Flaming_Maniac wrote:
FrankieSpankie3388 wrote:
Flaming_Maniac wrote:
Automotive companies did kill the electric car years ago. I don't have time to dig it up now, but there is even a movie by that name that we own.
Please don't start talking about auto companies killing the electric car, the consumer killed the electric car. First off, the electric vehicle was the first automobile ever made, several years before the internal combustion engine. Secondly, there were multiple electric vehicles that tried to enter the market in the past century but they all failed due to low demand and high costs. The reason the roads aren't filled with electric cars now is because of the consumer. That movie was biased about the EV1, even the director admitted it (source:
http://fyi.gmblogs.com/2006/12/mark_phe … kille.html ). Please don't blame auto companies about there being no electric vehicles on the road when the consumers didn't want them, unless you honestly expect companies to make electric vehicles for a major loss of money.

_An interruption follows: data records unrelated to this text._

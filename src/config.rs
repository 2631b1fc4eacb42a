//! Configuration types for the assistant.

use serde::{Deserialize, Serialize};
use std::path::PathBuf;

/// Top-level configuration.
#[derive(Debug, Clone, Default, Serialize, Deserialize)]
#[serde(default)]
pub struct RivaConfig {
    /// Identity of the assistant (name, creator, accepted mis-hearings).
    pub assistant: AssistantConfig,
    /// Wake gate settings.
    pub wake: WakeConfig,
    /// Session record persistence.
    pub session: SessionConfig,
    /// Speech output settings.
    pub speech: SpeechConfig,
    /// Host action settings (editor, folder, browser).
    pub host: HostConfig,
}

/// Assistant identity.
#[derive(Debug, Clone, Serialize, Deserialize)]
#[serde(default)]
pub struct AssistantConfig {
    /// Display name, also the wake name (matched case-insensitively).
    pub name: String,
    /// Who built the assistant, used in the introduction.
    pub creator: String,
    /// Common speech-to-text confusions of the name, accepted as the name.
    pub name_variants: Vec<String>,
}

impl Default for AssistantConfig {
    fn default() -> Self {
        Self {
            name: "Riva".to_owned(),
            creator: "MD. Rifat Islam Rizvi".to_owned(),
            name_variants: vec![
                "reva".to_owned(),
                "reeva".to_owned(),
                "rivah".to_owned(),
                "riba".to_owned(),
            ],
        }
    }
}

impl AssistantConfig {
    /// Lowercase name plus all variants, longest first.
    #[must_use]
    pub fn name_tokens(&self) -> Vec<String> {
        let mut tokens: Vec<String> = std::iter::once(&self.name)
            .chain(self.name_variants.iter())
            .map(|n| n.trim().to_lowercase())
            .filter(|n| !n.is_empty())
            .collect();
        tokens.sort_by_key(|t| std::cmp::Reverse(t.len()));
        tokens.dedup();
        tokens
    }
}

/// Wake gate configuration.
#[derive(Debug, Clone, Serialize, Deserialize)]
#[serde(default)]
pub struct WakeConfig {
    /// Greeting tokens that, followed by the name, form a wake phrase.
    pub greetings: Vec<String>,
    /// Length of the awake window in seconds.
    ///
    /// `None` keeps the assistant awake until a sleep or exit phrase.
    pub window_secs: Option<u64>,
    /// Whether voice mode requires the wake phrase.
    pub voice_requires_wake: bool,
    /// Whether text mode requires the wake phrase.
    pub text_requires_wake: bool,
}

impl Default for WakeConfig {
    fn default() -> Self {
        Self {
            greetings: ["hi", "hey", "hello", "high", "ok", "okay"]
                .into_iter()
                .map(str::to_owned)
                .collect(),
            window_secs: None,
            voice_requires_wake: true,
            text_requires_wake: false,
        }
    }
}

/// Session record settings.
#[derive(Debug, Clone, Default, Serialize, Deserialize)]
#[serde(default)]
pub struct SessionConfig {
    /// Path of the session record. `None` uses [`crate::riva_dirs::session_file`].
    pub path: Option<PathBuf>,
}

impl SessionConfig {
    /// Resolved session record path.
    #[must_use]
    pub fn resolved_path(&self) -> PathBuf {
        self.path
            .clone()
            .unwrap_or_else(crate::riva_dirs::session_file)
    }
}

/// Speech output configuration.
#[derive(Debug, Clone, Serialize, Deserialize)]
#[serde(default)]
pub struct SpeechConfig {
    /// Pause after speech ends before the next utterance is accepted (ms).
    pub post_speak_cooldown_ms: u64,
    /// External text-to-speech program (e.g. `espeak`, `say`, `spd-say`).
    ///
    /// The sanitized reply is passed as the last argument. `None` prints only.
    pub tts_command: Option<String>,
    /// Extra arguments placed before the reply text.
    pub tts_args: Vec<String>,
}

impl Default for SpeechConfig {
    fn default() -> Self {
        Self {
            post_speak_cooldown_ms: 450,
            tts_command: None,
            tts_args: Vec::new(),
        }
    }
}

/// Host action configuration.
#[derive(Debug, Clone, Serialize, Deserialize)]
#[serde(default)]
pub struct HostConfig {
    /// Editor launcher looked up on `PATH`.
    pub editor_command: String,
    /// Folder opened by "open folder". `None` uses the working directory.
    pub folder: Option<PathBuf>,
    /// Browser program used for sites. `None` uses the platform opener.
    pub browser_command: Option<String>,
    /// Seconds to wait before powering off, so the goodbye can be heard.
    pub shutdown_delay_secs: u32,
}

impl Default for HostConfig {
    fn default() -> Self {
        Self {
            editor_command: "code".to_owned(),
            folder: None,
            browser_command: None,
            shutdown_delay_secs: 5,
        }
    }
}

impl RivaConfig {
    /// Load configuration from a TOML file, falling back to defaults for missing fields.
    ///
    /// # Errors
    ///
    /// Returns an error if the file cannot be read or parsed.
    pub fn from_file(path: &std::path::Path) -> crate::error::Result<Self> {
        let content = std::fs::read_to_string(path)?;
        toml::from_str(&content).map_err(|e| crate::error::RivaError::Config(e.to_string()))
    }

    /// Save configuration to a TOML file, creating parent directories as needed.
    ///
    /// # Errors
    ///
    /// Returns an error if the file cannot be written or the config cannot be serialized.
    pub fn save_to_file(&self, path: &std::path::Path) -> crate::error::Result<()> {
        if let Some(parent) = path.parent() {
            std::fs::create_dir_all(parent)?;
        }
        let content = toml::to_string_pretty(self)
            .map_err(|e| crate::error::RivaError::Config(e.to_string()))?;
        std::fs::write(path, content)?;
        Ok(())
    }

    /// Returns the default config file path.
    pub fn default_config_path() -> PathBuf {
        crate::riva_dirs::config_file()
    }

    /// Load the default config file if it exists, otherwise defaults.
    ///
    /// # Errors
    ///
    /// Returns an error only if the file exists but cannot be parsed.
    pub fn load_or_default() -> crate::error::Result<Self> {
        let path = Self::default_config_path();
        if path.exists() {
            Self::from_file(&path)
        } else {
            Ok(Self::default())
        }
    }
}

It wasn't all the automakers fault, the consumer base definitely had its share of the blame, and probably the majority.
Ripping cars already made and in use from the hands of owners that were more than willing to pay for them? Absurd.

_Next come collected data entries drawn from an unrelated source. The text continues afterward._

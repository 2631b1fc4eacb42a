//! Error types for the riva assistant.

/// Top-level error type for the assistant.
#[derive(Debug, thiserror::Error)]
pub enum RivaError {
    /// Configuration file could not be parsed or serialized.
    #[error("config error: {0}")]
    Config(String),

    /// Session record could not be read or written.
    #[error("session error: {0}")]
    Session(String),

    /// A host action could not be started.
    #[error("dispatch error: {0}")]
    Dispatch(String),

    /// Speech output failed.
    #[error("speech error: {0}")]
    Speech(String),

    /// I/O error.
    #[error("I/O error: {0}")]
    Io(#[from] std::io::Error),
}

/// Convenience result type.
pub type Result<T> = std::result::Result<T, RivaError>;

It sounds absurd at first but think about it, if you are a company as large as General Motors that has millions and millions of vehicles on the road and, I'm not sure how many but I know it wasn't a lot so I'm being generous by saying 1,000 EV1s on the raod that were already at a loss of money for you, would you continue support for them? They would have to continue to maintain these vehicles and support them by still making parts for them for replacements. It's just like a game that's just not popular, if hardly anybody uses it, all support will be cut off. I remember an online racing game called Motor City Online, you can look it up. It was a pretty good racing game but it was MMO so the servers were huge and required a monthly fee. Since hardly anybody was ever playing it since nobody wants to pay monthly for a racing game, they cut off all support to it and completely closed down all the servers and now nobody could play the game if they tried. That's the best analogy that I can think of but it brings out my point. I did a report on the EV1 earlier this year after all I saw was Who Killed the Electric Car? So I was on the same side you were on thinking GM got some inside cut from the oil companies and did this for their own profit. Granted that could be the case, but no matter how you look at it, GM probably pulled the EV1 project for their own best interest.